**WHAT THIS TASK INVOLVES:**
Beginning with the first line of the data below, reproduce every line unchanged, ending with the line that holds "bad arguments, and".

[Records from a data collection]
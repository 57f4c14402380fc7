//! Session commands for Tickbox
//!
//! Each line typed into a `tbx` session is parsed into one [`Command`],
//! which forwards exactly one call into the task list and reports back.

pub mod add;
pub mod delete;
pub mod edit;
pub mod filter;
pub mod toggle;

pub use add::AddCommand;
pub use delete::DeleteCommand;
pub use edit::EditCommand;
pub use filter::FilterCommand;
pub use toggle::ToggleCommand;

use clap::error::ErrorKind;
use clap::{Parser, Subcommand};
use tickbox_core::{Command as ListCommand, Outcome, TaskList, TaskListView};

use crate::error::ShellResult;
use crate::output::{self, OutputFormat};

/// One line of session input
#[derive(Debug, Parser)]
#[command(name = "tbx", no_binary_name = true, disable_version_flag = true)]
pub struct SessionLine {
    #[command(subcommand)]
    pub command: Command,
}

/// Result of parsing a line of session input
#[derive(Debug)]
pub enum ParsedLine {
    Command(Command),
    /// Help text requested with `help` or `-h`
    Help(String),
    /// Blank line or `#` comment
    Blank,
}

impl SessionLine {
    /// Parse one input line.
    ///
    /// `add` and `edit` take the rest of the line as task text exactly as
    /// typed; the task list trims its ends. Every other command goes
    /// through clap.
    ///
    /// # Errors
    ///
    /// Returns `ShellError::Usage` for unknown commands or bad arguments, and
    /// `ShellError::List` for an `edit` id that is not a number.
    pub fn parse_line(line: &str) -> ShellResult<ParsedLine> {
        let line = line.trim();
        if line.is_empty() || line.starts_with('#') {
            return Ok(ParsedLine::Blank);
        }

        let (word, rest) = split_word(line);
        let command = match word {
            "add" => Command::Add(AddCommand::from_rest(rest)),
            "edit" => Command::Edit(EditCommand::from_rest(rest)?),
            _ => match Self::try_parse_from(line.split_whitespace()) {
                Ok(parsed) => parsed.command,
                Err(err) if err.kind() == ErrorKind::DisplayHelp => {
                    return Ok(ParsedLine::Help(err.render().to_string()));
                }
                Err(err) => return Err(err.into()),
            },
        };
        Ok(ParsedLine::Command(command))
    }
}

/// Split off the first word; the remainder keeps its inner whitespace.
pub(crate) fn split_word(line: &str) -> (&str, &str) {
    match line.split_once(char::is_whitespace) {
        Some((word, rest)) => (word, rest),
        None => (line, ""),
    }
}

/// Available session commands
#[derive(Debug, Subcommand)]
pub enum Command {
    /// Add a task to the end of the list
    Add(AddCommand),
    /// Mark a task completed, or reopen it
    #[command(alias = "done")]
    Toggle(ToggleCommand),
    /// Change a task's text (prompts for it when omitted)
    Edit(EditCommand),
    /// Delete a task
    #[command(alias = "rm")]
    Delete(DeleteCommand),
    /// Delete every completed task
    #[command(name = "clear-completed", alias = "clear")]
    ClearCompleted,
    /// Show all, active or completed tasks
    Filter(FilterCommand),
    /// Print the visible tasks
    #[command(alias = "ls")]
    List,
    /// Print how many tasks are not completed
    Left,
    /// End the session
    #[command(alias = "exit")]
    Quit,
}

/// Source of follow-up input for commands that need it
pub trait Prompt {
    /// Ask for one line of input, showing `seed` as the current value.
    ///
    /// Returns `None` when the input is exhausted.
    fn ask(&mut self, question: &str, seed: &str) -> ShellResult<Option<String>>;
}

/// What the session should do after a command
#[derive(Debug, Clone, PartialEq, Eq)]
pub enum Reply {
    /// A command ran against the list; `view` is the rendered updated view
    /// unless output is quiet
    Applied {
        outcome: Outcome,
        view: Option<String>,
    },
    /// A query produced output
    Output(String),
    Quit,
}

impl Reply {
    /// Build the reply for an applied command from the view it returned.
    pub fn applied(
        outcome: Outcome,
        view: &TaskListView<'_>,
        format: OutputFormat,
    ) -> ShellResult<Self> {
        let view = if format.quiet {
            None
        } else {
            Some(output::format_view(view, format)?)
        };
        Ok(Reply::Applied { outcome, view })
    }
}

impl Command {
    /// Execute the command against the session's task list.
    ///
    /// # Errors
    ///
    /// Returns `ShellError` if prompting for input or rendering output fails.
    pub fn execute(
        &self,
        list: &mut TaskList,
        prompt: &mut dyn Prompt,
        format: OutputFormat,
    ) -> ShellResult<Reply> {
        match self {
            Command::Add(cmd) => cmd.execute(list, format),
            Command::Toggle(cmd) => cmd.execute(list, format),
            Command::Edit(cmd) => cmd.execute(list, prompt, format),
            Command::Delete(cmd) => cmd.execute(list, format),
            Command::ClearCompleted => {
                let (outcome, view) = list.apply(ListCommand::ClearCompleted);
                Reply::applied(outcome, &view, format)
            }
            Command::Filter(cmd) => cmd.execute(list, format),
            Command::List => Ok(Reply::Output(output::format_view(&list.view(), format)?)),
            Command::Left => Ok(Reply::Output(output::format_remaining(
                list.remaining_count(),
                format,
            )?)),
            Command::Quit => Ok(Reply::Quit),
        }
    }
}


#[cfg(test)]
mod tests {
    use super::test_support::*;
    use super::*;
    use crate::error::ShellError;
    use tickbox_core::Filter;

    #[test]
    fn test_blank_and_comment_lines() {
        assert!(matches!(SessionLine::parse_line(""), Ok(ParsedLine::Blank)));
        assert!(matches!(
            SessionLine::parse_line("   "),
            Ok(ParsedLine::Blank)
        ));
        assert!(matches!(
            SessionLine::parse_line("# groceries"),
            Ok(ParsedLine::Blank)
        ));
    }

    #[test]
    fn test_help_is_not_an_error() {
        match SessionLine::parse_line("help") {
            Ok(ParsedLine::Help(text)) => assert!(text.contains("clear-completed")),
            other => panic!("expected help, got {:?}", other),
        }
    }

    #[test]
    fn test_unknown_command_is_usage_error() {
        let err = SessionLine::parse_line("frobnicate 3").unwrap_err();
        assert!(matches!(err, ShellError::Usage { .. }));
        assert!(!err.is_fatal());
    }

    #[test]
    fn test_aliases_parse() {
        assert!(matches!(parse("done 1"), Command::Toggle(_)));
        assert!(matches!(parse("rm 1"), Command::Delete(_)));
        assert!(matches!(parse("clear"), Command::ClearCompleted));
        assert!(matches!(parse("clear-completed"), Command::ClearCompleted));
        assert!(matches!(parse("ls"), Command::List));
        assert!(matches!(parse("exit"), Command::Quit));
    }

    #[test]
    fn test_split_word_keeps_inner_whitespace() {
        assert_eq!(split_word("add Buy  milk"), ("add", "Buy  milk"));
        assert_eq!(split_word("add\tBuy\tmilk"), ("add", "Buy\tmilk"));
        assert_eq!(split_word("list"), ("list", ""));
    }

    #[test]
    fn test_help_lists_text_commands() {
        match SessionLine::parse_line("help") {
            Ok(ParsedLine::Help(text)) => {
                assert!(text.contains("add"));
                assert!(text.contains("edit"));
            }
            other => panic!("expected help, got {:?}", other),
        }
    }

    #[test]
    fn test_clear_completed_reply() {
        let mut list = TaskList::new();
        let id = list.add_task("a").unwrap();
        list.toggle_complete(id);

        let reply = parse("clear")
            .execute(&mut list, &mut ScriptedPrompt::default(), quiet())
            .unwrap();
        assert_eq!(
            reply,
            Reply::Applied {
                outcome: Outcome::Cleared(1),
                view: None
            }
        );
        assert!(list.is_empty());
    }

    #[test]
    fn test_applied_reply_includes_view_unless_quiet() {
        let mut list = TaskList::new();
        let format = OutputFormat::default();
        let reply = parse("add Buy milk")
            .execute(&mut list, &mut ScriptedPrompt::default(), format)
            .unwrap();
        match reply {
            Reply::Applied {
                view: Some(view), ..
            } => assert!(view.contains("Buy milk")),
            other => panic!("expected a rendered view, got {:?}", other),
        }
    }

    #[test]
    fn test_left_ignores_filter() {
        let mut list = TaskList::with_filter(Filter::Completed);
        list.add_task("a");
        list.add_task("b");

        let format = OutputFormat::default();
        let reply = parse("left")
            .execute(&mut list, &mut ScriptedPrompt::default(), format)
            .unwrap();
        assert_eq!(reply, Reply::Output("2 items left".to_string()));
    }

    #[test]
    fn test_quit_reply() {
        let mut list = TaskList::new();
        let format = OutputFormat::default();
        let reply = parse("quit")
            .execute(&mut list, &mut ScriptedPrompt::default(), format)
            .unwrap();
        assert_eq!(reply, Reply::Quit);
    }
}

**EXERCISE RESULT:**
repository 57f4c14402380fc7
//! Session commands for Tickbox
//!
//! Each line typed into a `tbx` session is parsed into one [`Command`],
//! which forwards exactly one call into the task list and reports back.

pub mod add;
pub mod delete;
pub mod edit;
pub mod filter;
pub mod toggle;

pub use add::AddCommand;
pub use delete::DeleteCommand;
pub use edit::EditCommand;
pub use filter::FilterCommand;
pub use toggle::ToggleCommand;

use clap::error::ErrorKind;
use clap::{Parser, Subcommand};
use tickbox_core::{Command as ListCommand, Outcome, TaskList, TaskListView};

use crate::error::ShellResult;
use crate::output::{self, OutputFormat};

/// One line of session input
#[derive(Debug, Parser)]
#[command(name = "tbx", no_binary_name = true, disable_version_flag = true)]
pub struct SessionLine {
    #[command(subcommand)]
    pub command: Command,
}

/// Result of parsing a line of session input
#[derive(Debug)]
pub enum ParsedLine {
    Command(Command),
    /// Help text requested with `help` or `-h`
    Help(String),
    /// Blank line or `#` comment
    Blank,
}

impl SessionLine {
    /// Parse one input line.
    ///
    /// `add` and `edit` take the rest of the line as task text exactly as
    /// typed; the task list trims its ends. Every other command goes
    /// through clap.
    ///
    /// # Errors
    ///
    /// Returns `ShellError::Usage` for unknown commands or bad arguments, and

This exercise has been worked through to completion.